##### DATA TO EXAMINE #####

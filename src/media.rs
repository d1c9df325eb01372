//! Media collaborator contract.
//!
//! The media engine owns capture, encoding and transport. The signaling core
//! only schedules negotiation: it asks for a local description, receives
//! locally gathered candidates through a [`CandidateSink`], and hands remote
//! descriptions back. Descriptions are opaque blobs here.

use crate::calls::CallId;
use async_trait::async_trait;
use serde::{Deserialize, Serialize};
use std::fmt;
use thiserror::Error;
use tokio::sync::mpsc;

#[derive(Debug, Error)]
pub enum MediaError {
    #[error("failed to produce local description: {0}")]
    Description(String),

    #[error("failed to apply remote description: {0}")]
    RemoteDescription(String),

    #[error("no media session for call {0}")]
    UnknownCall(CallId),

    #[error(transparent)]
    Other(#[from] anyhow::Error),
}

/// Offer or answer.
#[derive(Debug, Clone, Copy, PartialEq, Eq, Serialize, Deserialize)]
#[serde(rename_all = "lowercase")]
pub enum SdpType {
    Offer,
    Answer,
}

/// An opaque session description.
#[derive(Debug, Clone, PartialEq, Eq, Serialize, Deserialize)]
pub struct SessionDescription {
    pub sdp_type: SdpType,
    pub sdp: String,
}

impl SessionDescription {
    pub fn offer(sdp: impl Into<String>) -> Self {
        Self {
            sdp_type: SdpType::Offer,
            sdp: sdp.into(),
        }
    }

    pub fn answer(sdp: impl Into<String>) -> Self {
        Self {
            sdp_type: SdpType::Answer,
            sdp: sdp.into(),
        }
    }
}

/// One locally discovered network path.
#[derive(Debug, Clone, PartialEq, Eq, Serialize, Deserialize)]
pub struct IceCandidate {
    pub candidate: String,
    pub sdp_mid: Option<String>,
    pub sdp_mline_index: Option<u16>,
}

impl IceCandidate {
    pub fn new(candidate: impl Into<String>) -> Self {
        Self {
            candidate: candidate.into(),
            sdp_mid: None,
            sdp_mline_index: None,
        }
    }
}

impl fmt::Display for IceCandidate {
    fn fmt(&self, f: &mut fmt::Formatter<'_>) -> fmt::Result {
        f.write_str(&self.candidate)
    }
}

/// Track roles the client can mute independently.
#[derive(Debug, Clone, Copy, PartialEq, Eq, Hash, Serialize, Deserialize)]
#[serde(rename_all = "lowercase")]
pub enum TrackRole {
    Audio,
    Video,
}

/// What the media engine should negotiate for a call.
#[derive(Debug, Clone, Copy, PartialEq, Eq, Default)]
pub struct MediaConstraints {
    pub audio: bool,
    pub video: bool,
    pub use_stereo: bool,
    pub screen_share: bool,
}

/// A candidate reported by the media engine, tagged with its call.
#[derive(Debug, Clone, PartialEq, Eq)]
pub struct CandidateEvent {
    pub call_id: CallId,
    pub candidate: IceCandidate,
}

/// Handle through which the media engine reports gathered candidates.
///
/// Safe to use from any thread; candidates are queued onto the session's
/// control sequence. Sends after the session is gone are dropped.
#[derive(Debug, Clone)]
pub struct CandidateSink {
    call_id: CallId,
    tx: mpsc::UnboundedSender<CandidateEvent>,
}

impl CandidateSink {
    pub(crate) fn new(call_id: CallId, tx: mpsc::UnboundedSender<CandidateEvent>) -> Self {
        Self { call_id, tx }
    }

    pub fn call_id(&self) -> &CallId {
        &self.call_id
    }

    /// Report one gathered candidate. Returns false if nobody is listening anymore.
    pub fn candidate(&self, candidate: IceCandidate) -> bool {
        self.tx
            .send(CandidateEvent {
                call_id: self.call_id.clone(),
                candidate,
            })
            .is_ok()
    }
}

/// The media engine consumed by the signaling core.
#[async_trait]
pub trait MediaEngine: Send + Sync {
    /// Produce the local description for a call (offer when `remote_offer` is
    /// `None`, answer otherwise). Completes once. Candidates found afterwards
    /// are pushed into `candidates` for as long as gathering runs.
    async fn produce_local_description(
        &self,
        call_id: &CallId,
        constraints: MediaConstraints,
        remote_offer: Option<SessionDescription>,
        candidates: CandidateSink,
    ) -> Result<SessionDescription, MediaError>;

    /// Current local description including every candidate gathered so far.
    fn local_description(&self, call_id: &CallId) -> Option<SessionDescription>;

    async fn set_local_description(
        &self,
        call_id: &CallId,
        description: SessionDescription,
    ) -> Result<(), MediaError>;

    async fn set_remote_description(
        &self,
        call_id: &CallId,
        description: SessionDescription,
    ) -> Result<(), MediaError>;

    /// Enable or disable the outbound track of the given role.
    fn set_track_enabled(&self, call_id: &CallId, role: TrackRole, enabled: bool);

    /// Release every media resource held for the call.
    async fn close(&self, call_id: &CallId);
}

#####

**WHAT THE TASK ASKS**
All lines in the data that contain the word "PartialEq" should be copied.

**FINAL ANSWER**
#[derive(Debug, Clone, Copy, PartialEq, Eq, Serialize, Deserialize)]
#[derive(Debug, Clone, PartialEq, Eq, Serialize, Deserialize)]
#[derive(Debug, Clone, PartialEq, Eq, Serialize, Deserialize)]
#[derive(Debug, Clone, Copy, PartialEq, Eq, Hash, Serialize, Deserialize)]
#[derive(Debug, Clone, Copy, PartialEq, Eq, Default)]
#[derive(Debug, Clone, PartialEq, Eq)]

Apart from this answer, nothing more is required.